- WHAT YOU HAVE TO DO
Please copy every line from the records below that contains the string "rounding".

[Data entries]

_ _ _ _ _ _ _

//! # Money Module
//!
//! Provides the `Money` type for handling monetary values safely.
//!
//! ## Why Integer Money?
//! ```text
//! ┌─────────────────────────────────────────────────────────────────────┐
//! │  THE FLOATING POINT PROBLEM                                         │
//! │                                                                     │
//! │  In JavaScript/floating point:                                      │
//! │    0.1 + 0.2 = 0.30000000000000004  ❌ WRONG!                       │
//! │                                                                     │
//! │  OUR SOLUTION: Integer Cents                                        │
//! │    $10.99 is stored as 1099. Every total, profit figure and         │
//! │    credit balance in the system is exact integer arithmetic.        │
//! └─────────────────────────────────────────────────────────────────────┘
//! ```
//!
//! ## Usage
//! ```rust
//! use mato_core::money::Money;
//!
//! // Create from cents (preferred)
//! let price = Money::from_cents(1099); // $10.99
//!
//! // Or parse cashier input (rounds to 2 decimal places)
//! let typed = Money::parse("10.99").unwrap();
//! assert_eq!(price, typed);
//! ```

use serde::{Deserialize, Serialize};
use std::fmt;
use std::ops::{Add, AddAssign, Sub, SubAssign};

use crate::quantity::Quantity;

// =============================================================================
// Decimal Input Parsing
// =============================================================================

/// Parses a raw decimal string into a scaled integer, rounding half away
/// from zero at `scale` fractional digits.
///
/// Accepts what an HTML number field hands over: optional sign, optional
/// integer part, optional fraction, a trailing dot ("12." parses as 12).
/// Anything else - including a bare "." or an empty string - is `None`.
pub(crate) fn parse_scaled(raw: &str, scale: u32) -> Option<i64> {
    let s = raw.trim();
    let (negative, s) = match s.strip_prefix('-') {
        Some(rest) => (true, rest),
        None => (false, s.strip_prefix('+').unwrap_or(s)),
    };

    let (int_part, frac_part) = match s.split_once('.') {
        Some((i, f)) => (i, f),
        None => (s, ""),
    };

    if int_part.is_empty() && frac_part.is_empty() {
        return None;
    }
    if !int_part.bytes().all(|b| b.is_ascii_digit()) {
        return None;
    }
    if !frac_part.bytes().all(|b| b.is_ascii_digit()) {
        return None;
    }
    // Out of any realistic monetary or weight range.
    if int_part.len() > 15 || frac_part.len() > 12 {
        return None;
    }

    let mut value: i128 = 0;
    for b in int_part.bytes() {
        value = value * 10 + i128::from(b - b'0');
    }
    let mut frac = frac_part.bytes();
    for _ in 0..scale {
        let digit = frac.next().map_or(0, |b| i128::from(b - b'0'));
        value = value * 10 + digit;
    }
    // Round half away from zero on the first dropped digit.
    if let Some(b) = frac.next() {
        if b >= b'5' {
            value += 1;
        }
    }

    let value = if negative { -value } else { value };
    i64::try_from(value).ok()
}

/// Integer division rounding half away from zero.
///
/// Used wherever one reconciled field is re-derived from another
/// (unit price from a line total, quantity from a line total).
pub(crate) fn div_round_half_away(numer: i128, denom: i128) -> i64 {
    debug_assert!(denom != 0);
    let negative = (numer < 0) != (denom < 0);
    let n = numer.unsigned_abs();
    let d = denom.unsigned_abs();
    let q = (2 * n + d) / (2 * d);
    let q = i64::try_from(q).unwrap_or(i64::MAX);
    if negative {
        -q
    } else {
        q
    }
}

// =============================================================================
// Money Type
// =============================================================================

/// A monetary value in the smallest currency unit (cents).
///
/// ## Design Decisions
/// - **i64 (signed)**: credit balances can go negative (overpayment)
/// - **Single field tuple struct**: zero-cost abstraction over i64
/// - **Serde transparent**: serializes as a plain number in JSON
#[derive(Debug, Clone, Copy, PartialEq, Eq, PartialOrd, Ord, Hash, Serialize, Deserialize)]
pub struct Money(i64);

impl Money {
    /// Creates a Money value from cents.
    #[inline]
    pub const fn from_cents(cents: i64) -> Self {
        Money(cents)
    }

    /// Returns the value in cents.
    #[inline]
    pub const fn cents(&self) -> i64 {
        self.0
    }

    /// Zero money value.
    #[inline]
    pub const fn zero() -> Self {
        Money(0)
    }

    #[inline]
    pub const fn is_zero(&self) -> bool {
        self.0 == 0
    }

    #[inline]
    pub const fn is_positive(&self) -> bool {
        self.0 > 0
    }

    #[inline]
    pub const fn is_negative(&self) -> bool {
        self.0 < 0
    }

    /// Parses cashier-typed text into money, rounded to 2 decimal places
    /// (half away from zero). Returns `None` for non-numeric input.
    ///
    /// ## Example
    /// ```rust
    /// use mato_core::money::Money;
    ///
    /// assert_eq!(Money::parse("2.5"), Some(Money::from_cents(250)));
    /// assert_eq!(Money::parse("12."), Some(Money::from_cents(1200)));
    /// assert_eq!(Money::parse("1.005"), Some(Money::from_cents(101)));
    /// assert_eq!(Money::parse("abc"), None);
    /// assert_eq!(Money::parse(""), None);
    /// ```
    pub fn parse(raw: &str) -> Option<Self> {
        parse_scaled(raw, 2).map(Money)
    }

    /// Line total: unit price × quantity, rounded to whole cents
    /// (half away from zero).
    pub fn mul_quantity(&self, qty: Quantity) -> Money {
        Money(div_round_half_away(
            i128::from(self.0) * i128::from(qty.milli()),
            1000,
        ))
    }

    /// Unit price derived from a line total: `self / qty`, rounded to
    /// whole cents. `None` when the quantity is zero.
    pub fn div_quantity(&self, qty: Quantity) -> Option<Money> {
        if qty.is_zero() {
            return None;
        }
        Some(Money(div_round_half_away(
            i128::from(self.0) * 1000,
            i128::from(qty.milli()),
        )))
    }
}

// =============================================================================
// Trait Implementations
// =============================================================================

/// Debug-friendly dollar formatting. UI display formatting is the
/// frontend's concern.
impl fmt::Display for Money {
    fn fmt(&self, f: &mut fmt::Formatter<'_>) -> fmt::Result {
        let sign = if self.0 < 0 { "-" } else { "" };
        write!(f, "{}${}.{:02}", sign, (self.0 / 100).abs(), (self.0 % 100).abs())
    }
}

impl Default for Money {
    fn default() -> Self {
        Money::zero()
    }
}

impl Add for Money {
    type Output = Self;

    #[inline]
    fn add(self, other: Self) -> Self {
        Money(self.0 + other.0)
    }
}

impl AddAssign for Money {
    #[inline]
    fn add_assign(&mut self, other: Self) {
        self.0 += other.0;
    }
}

impl Sub for Money {
    type Output = Self;

    #[inline]
    fn sub(self, other: Self) -> Self {
        Money(self.0 - other.0)
    }
}

impl SubAssign for Money {
    #[inline]
    fn sub_assign(&mut self, other: Self) {
        self.0 -= other.0;
    }
}

// =============================================================================
// Unit Tests
// =============================================================================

_ _ _ _ _ _ _

- WRITTEN REPLY
/// Parses a raw decimal string into a scaled integer, rounding half away
/// Integer division rounding half away from zero.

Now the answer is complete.